▶ [PROBLEM DESCRIPTION]: Count every line in the data below where "lies" occurs, then state that number and nothing more.

[Stored records]
++++++++

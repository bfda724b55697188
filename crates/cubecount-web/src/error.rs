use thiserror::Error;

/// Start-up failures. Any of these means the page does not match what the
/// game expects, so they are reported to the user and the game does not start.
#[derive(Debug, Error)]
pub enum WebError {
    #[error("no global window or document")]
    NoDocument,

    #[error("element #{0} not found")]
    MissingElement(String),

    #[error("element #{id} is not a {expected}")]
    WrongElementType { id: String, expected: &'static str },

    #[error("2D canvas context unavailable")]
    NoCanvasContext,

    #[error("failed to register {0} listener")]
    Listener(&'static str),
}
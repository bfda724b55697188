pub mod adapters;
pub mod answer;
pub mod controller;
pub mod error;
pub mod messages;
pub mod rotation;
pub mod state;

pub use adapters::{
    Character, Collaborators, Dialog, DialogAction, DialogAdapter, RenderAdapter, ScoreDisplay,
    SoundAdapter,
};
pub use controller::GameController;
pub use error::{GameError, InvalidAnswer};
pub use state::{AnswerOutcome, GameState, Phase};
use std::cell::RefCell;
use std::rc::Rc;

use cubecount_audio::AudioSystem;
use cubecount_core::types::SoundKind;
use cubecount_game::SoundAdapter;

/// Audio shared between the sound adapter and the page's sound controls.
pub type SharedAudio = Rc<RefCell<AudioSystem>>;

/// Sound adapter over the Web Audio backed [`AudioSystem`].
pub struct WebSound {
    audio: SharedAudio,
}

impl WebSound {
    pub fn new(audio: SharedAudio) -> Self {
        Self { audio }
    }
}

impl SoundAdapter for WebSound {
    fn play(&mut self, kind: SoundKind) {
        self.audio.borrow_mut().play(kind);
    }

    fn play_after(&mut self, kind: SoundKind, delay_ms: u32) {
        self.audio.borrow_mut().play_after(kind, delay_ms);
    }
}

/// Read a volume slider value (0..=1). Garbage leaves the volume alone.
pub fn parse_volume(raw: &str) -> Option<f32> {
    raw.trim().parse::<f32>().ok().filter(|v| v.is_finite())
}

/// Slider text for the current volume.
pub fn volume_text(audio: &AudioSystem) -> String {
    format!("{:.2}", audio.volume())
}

++++++++

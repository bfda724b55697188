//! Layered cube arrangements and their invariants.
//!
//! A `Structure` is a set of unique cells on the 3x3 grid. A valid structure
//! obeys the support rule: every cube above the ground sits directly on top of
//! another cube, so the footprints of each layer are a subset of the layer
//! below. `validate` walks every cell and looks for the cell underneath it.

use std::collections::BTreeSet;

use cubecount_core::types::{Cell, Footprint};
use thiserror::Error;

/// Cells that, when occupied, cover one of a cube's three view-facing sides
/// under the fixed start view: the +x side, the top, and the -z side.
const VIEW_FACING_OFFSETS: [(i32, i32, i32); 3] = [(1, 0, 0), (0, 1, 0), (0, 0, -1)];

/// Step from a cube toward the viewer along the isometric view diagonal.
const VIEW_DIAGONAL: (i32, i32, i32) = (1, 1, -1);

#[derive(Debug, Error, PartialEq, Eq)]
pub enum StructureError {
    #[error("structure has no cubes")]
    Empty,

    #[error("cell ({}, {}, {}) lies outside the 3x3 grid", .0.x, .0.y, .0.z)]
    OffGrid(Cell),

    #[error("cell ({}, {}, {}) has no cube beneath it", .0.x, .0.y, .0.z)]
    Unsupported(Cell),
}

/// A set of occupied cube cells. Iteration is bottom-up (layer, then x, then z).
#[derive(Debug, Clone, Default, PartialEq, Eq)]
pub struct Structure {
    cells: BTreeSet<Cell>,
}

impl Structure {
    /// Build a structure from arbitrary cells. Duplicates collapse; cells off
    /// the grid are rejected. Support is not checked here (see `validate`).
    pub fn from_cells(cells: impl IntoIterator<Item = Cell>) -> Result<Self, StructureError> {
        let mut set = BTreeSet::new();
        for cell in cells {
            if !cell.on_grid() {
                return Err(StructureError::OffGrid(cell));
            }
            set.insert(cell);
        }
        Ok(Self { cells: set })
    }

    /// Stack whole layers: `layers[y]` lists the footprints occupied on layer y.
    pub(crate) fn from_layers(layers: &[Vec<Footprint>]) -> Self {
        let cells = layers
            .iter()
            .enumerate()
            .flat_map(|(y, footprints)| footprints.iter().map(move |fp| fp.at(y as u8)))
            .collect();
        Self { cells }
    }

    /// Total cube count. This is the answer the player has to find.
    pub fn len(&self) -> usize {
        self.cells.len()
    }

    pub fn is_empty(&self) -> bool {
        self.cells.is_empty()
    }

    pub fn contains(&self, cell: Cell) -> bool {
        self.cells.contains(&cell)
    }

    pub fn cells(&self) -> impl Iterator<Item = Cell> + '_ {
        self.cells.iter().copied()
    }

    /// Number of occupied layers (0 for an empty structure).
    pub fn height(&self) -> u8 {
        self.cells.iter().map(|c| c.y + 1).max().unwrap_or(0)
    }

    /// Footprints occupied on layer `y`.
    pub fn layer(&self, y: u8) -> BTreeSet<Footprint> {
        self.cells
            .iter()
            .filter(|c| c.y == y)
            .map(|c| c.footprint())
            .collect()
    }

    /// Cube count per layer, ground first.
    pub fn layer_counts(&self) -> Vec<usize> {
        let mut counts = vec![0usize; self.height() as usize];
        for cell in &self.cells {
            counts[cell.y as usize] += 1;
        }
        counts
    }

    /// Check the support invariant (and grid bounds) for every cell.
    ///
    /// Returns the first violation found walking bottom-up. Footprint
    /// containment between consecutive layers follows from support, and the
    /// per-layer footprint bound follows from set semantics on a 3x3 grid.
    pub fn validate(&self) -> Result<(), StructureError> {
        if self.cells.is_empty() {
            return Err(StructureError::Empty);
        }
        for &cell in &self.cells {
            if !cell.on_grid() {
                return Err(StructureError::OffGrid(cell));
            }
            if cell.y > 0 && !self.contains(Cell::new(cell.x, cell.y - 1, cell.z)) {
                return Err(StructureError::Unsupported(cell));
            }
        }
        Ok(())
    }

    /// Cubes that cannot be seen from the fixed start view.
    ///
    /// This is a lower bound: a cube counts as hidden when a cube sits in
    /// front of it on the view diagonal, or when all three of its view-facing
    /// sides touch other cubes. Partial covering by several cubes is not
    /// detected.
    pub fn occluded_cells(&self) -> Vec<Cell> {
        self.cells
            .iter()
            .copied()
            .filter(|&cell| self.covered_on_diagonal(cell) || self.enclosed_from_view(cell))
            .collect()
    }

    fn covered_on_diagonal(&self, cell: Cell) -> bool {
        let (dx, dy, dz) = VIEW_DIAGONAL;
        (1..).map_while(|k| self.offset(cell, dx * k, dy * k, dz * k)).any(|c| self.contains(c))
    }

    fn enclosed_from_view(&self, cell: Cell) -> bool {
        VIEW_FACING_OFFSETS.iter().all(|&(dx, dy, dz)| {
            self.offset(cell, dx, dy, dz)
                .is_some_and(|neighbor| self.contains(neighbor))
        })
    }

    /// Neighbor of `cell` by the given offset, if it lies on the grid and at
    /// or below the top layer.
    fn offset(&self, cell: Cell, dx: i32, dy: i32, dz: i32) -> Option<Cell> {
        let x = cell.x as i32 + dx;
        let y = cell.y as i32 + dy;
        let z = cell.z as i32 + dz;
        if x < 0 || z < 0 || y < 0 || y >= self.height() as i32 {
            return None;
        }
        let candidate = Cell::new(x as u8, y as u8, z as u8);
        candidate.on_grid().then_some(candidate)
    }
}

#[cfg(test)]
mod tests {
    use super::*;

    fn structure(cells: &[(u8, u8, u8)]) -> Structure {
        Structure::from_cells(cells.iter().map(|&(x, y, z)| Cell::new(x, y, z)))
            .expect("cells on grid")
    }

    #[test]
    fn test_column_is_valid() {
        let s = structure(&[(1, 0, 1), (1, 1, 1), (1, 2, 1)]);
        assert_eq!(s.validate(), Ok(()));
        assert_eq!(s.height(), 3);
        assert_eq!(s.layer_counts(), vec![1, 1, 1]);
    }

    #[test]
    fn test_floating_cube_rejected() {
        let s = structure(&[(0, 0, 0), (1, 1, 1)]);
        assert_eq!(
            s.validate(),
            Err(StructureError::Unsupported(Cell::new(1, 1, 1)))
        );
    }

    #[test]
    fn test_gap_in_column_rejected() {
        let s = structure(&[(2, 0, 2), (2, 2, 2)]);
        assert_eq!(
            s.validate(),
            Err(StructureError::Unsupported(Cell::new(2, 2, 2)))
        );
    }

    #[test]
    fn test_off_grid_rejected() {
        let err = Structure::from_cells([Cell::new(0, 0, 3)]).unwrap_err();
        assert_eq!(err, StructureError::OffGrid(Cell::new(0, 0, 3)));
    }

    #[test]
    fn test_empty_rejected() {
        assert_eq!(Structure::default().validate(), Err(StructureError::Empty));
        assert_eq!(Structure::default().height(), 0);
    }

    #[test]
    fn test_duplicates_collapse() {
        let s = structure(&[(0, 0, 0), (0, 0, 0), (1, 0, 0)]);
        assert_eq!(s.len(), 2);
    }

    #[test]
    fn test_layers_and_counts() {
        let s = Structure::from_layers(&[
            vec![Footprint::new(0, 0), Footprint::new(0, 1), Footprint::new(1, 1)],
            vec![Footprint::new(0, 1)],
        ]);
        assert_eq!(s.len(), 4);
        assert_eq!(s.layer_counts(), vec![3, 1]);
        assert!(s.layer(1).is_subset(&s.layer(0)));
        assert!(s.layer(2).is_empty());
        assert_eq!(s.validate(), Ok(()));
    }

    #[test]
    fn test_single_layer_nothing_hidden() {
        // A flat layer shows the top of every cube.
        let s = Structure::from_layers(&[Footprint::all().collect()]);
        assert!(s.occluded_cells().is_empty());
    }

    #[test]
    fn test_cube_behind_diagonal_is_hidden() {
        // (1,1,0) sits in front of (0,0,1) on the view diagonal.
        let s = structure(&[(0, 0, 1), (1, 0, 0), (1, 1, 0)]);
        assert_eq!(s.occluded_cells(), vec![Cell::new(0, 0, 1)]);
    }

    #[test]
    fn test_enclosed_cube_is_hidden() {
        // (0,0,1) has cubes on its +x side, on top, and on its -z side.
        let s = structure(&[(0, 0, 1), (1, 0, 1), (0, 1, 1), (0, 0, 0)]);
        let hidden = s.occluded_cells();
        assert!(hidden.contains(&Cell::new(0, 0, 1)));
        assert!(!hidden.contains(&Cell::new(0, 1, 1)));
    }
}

++++++++

▶ [RESPONSE TO THE EXERCISE]: 2